Настоящее заставляет особенно пристально смотреть в воды прошлого. Там, на глубине, иногда проявляются образы, обнажающие подлинность происходящего здесь и сейчас. Ностальгическую подборку Светланы Кековой «Время портных», опубликованную в январском номере «Нового мира» за 2025 год, открывает стихотворение «Медали»:

На склоне лет легко вернуться к детству.
Там — одуванчик дремлет. Там лопух
свой грубый лист раскинул по соседству,
и гонит ветер тополиный пух.
Мерцает он, на белый снег похожий,
и, как всегда, в июньский день погожий
гудят счастливо пчелы и шмели.
Идет по длинной улице прохожий,
и воробьи купаются в пыли.

И бабочка на розе отдыхает,
и луч летит из облачных громад,
цветет сирень, жасмин благоухает,
шиповник источает аромат.

И кажется, что там, в простом и бедном
советском детстве, вправду длился рай,
и, словно ангел, заходил сосед к нам,
шла мама за соленьями в сарай.
Стол накрывали скатертью, и стопки
стояли, словно, воины, рядком.
А от медалей папиных в коробке
всегда тянуло странным холодком.

С посылом, интонационно близким Б. Окуджаве («Кто там плачет?.. Никто там не плачет… Просто дети играют в войну!..») поэт определяет ракурс разговора о войне изнутри мирной, камерной, отдельно взятой человеческой жизни. Фрагменты воспоминаний героини, разворачивающихся в каждом последующем стихотворении цикла, обрамлены картинами мирного детства, но всё, что находится за пределами рамки, охвачено пожарами катастроф: исторических и метафизических. Подборку организуют два параллельно развивающихся образных ряда: первый связан с лоскутками в руках портных, второй – с осколками детского калейдоскопа. Оба ряда восходят к лейтмотиву воссоздания жизни, собирания ее по кусочкам.        

Стартуя в почти ахматовской точке пространства («одуванчик у забора», «лопухи и лебеда»), пейзаж раскрывается в парящем пятистишии тополиной метели, создающей – на уровне прерывистого дыхания ямбов, уносящихся вверх по воздушным ступеням, и терпких аллитераций – образ физически ощутимого тепла.

Мироощущение ребенка очерчено геометрически: улица длинна – как бесконечность запечатленного мгновенья. Прохожий идет по ней, словно отмеряя шагами минуты. Ему так же свойственно идти, как шмелям и пчелам – счастливо гудеть, а воробьям – купаться в пыли. Раз навсегда заведенный порядок летней жизни подсвечен тициановским солнцем («И луч летит из солнечных громад…»), а бабочка, отдыхающая на розе, созвучна образу успокоенной души, приникающей к миру прекрасного.
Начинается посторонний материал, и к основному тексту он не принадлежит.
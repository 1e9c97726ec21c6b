//! # Eisenboard Core Library
//!
//! Core logic for Eisenboard, a kanban task board that ranks work with the
//! Eisenhower matrix. The `eisenboard` CLI is a thin layer over this crate.
//!
//! ## Architecture
//!
//! - **Scoring**: Pure functions turning yes/no questionnaire answers and a
//!   start-by date into importance and urgency scores and a quadrant
//! - **Questionnaire**: Configurable question sets and per-form answer state
//! - **Board**: Column partitioning, quadrant ordering, card view and stats
//! - **Storage**: Remote task API, local SQLite or in-memory demo data behind
//!   one trait, plus TOML configuration
//!
//! ## Key Components
//!
//! - [`Scorer`]: Evaluates answers into a [`Verdict`]
//! - [`Questionnaire`]: Answer state of one task form
//! - [`Board`]: Tasks grouped into kanban columns
//! - [`TaskStore`]: Backend-neutral task CRUD
//! - [`Config`]: Application configuration management

pub mod board;
pub mod deadline;
pub mod error;
pub mod questionnaire;
pub mod questions;
pub mod scoring;
pub mod stats;
pub mod storage;
pub mod task;

pub use board::{sort_tasks, Board, TaskCard};
pub use deadline::start_by_date;
pub use error::{ConfigError, CoreError, DatabaseError, RemoteError, ValidationError};
pub use questionnaire::Questionnaire;
pub use questions::{QuestionCategory, QuestionSet};
pub use scoring::{AnswerMap, Evaluation, PrefillMode, Quadrant, Scorer, ScoringPolicy, Verdict};
pub use stats::BoardStats;
pub use storage::{open_store, Config, DemoStore, RemoteStore, TaskDb, TaskStore};
pub use task::{NewTask, Priority, StoredEvaluation, Task, TaskPatch, TaskStatus};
Здесь, в райском саду детства, где роза, сирень, жасмин и шиповник выстроены в поистине андерсеновский образный ряд, распахнутый Герде, есть место и памяти смертной. Упоминание о сестре, спасающей брата, еще появится в другом стихотворении подборки – «Снежная королева»: «…У нее в котомке — добро без примеси, / даже если время вот-вот разрушится…». А пока ледяная стать грядущих испытаний явлена только в образе боевых наград.
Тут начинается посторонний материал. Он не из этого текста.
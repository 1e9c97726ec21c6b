//! Integration tests for the remote task API client against a mock server.

use std::time::Duration;

use eisenboard_core::storage::{RemoteStore, TaskStore};
use eisenboard_core::{CoreError, NewTask, Priority, RemoteError, TaskPatch, TaskStatus};
use mockito::Matcher;

const TASK_JSON: &str = r#"{
    "id": 12,
    "title": "Call supplier",
    "description": "",
    "priority": "haute",
    "dueDate": "2026-07-01",
    "completed": false,
    "status": "todo",
    "createdAt": "2026-06-20T08:00:00",
    "estimatedDuration": null,
    "startDeadline": null
}"#;

fn store(server: &mockito::Server) -> RemoteStore {
    RemoteStore::new(&server.url(), Duration::from_secs(5)).unwrap()
}

#[test]
fn test_list_and_probe() {
    let mut server = mockito::Server::new();
    let mock = server
        .mock("GET", "/api/tasks")
        .with_status(200)
        .with_header("content-type", "application/json")
        .with_body(format!(r#"{{"success": true, "tasks": [{TASK_JSON}]}}"#))
        .expect(2)
        .create();

    let store = store(&server);
    store.probe(Duration::from_secs(1)).unwrap();
    let tasks = store.list().unwrap();

    mock.assert();
    assert_eq!(tasks.len(), 1);
    assert_eq!(tasks[0].priority, Priority::High);
    assert_eq!(tasks[0].status(), TaskStatus::Todo);
}

#[test]
fn test_create_posts_camel_case_body() {
    let mut server = mockito::Server::new();
    let mock = server
        .mock("POST", "/api/tasks")
        .match_body(Matcher::PartialJsonString(
            r#"{"title": "Call supplier", "priority": "haute", "dueDate": "2026-07-01"}"#
                .into(),
        ))
        .with_status(201)
        .with_body(format!(r#"{{"success": true, "task": {TASK_JSON}}}"#))
        .create();

    let mut store = store(&server);
    let due = chrono::NaiveDate::from_ymd_opt(2026, 7, 1);
    let task = store
        .create(
            NewTask::new("Call supplier")
                .priority(Priority::High)
                .schedule(due, None),
        )
        .unwrap();

    mock.assert();
    assert_eq!(task.id, 12);
}

#[test]
fn test_update_sends_only_changed_fields() {
    let mut server = mockito::Server::new();
    let mock = server
        .mock("PUT", "/api/tasks/12")
        .match_body(Matcher::JsonString(r#"{"status": "done"}"#.into()))
        .with_status(200)
        .with_body(format!(r#"{{"success": true, "task": {TASK_JSON}}}"#))
        .create();

    let mut store = store(&server);
    store.update(12, &TaskPatch::status(TaskStatus::Done)).unwrap();
    mock.assert();
}

#[test]
fn test_update_sends_api_priority_name() {
    let mut server = mockito::Server::new();
    let mock = server
        .mock("PUT", "/api/tasks/12")
        .match_body(Matcher::JsonString(r#"{"priority": "basse"}"#.into()))
        .with_status(200)
        .with_body(format!(r#"{{"success": true, "task": {TASK_JSON}}}"#))
        .create();

    let mut store = store(&server);
    let patch = TaskPatch {
        priority: Some(Priority::Low),
        ..TaskPatch::default()
    };
    store.update(12, &patch).unwrap();
    mock.assert();
}

#[test]
fn test_toggle_and_delete_map_404_to_not_found() {
    let mut server = mockito::Server::new();
    server
        .mock("POST", "/api/tasks/7/toggle")
        .with_status(404)
        .with_body(r#"{"success": false, "error": "Task not found"}"#)
        .create();
    server
        .mock("DELETE", "/api/tasks/7")
        .with_status(404)
        .with_body(r#"{"success": false, "error": "Task not found"}"#)
        .create();

    let mut store = store(&server);
    assert!(matches!(store.toggle(7), Err(CoreError::NotFound(7))));
    assert!(matches!(store.delete(7), Err(CoreError::NotFound(7))));
}

#[test]
fn test_server_errors_carry_message() {
    let mut server = mockito::Server::new();
    server
        .mock("GET", "/api/tasks")
        .with_status(500)
        .with_body(r#"{"success": false, "error": "database is locked"}"#)
        .create();

    let err = store(&server).list().unwrap_err();
    match err {
        CoreError::Remote(RemoteError::Status { status, message }) => {
            assert_eq!(status, 500);
            assert_eq!(message, "database is locked");
        }
        other => panic!("unexpected error: {other}"),
    }
}

#[test]
fn test_rejected_and_malformed_envelopes() {
    let mut server = mockito::Server::new();
    server
        .mock("POST", "/api/tasks")
        .with_status(200)
        .with_body(r#"{"success": false, "error": "title is required"}"#)
        .create();
    server
        .mock("GET", "/api/tasks")
        .with_status(200)
        .with_body("<html>maintenance</html>")
        .create();

    let mut store = store(&server);
    assert!(matches!(
        store.create(NewTask::new("x")),
        Err(CoreError::Remote(RemoteError::Rejected(msg))) if msg == "title is required"
    ));
    assert!(matches!(
        store.list(),
        Err(CoreError::Remote(RemoteError::Malformed(_)))
    ));
    assert!(store.probe(Duration::from_secs(1)).is_err());
}

#[test]
fn test_invalid_patch_is_not_sent() {
    let mut server = mockito::Server::new();
    let mock = server.mock("PUT", Matcher::Any).expect(0).create();

    let mut store = store(&server);
    assert!(matches!(
        store.update(1, &TaskPatch::default()),
        Err(CoreError::Validation(_))
    ));
    mock.assert();
}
 Сосед, заходивший в дом, «словно ангел», продолжает идиллический ряд райских символов, как и выносимые ему навстречу дары – «соленья из сарая». И только в образе торжественной трапезы («Стол накрывали скатертью, и стопки / стояли, словно воины, рядком…») впервые размыкается доныне беспечальный круг младенческих воспоминаний. Архетипическая метафора поля боя и поля жатвы, пира и битвы явлена самой жизнью. Становится ясно, что любая трапеза в послевоенном, праздничном с виду мире – трапеза поминальная, и что сосед-ангел, как и отец, побывал когда-то в небесных боях.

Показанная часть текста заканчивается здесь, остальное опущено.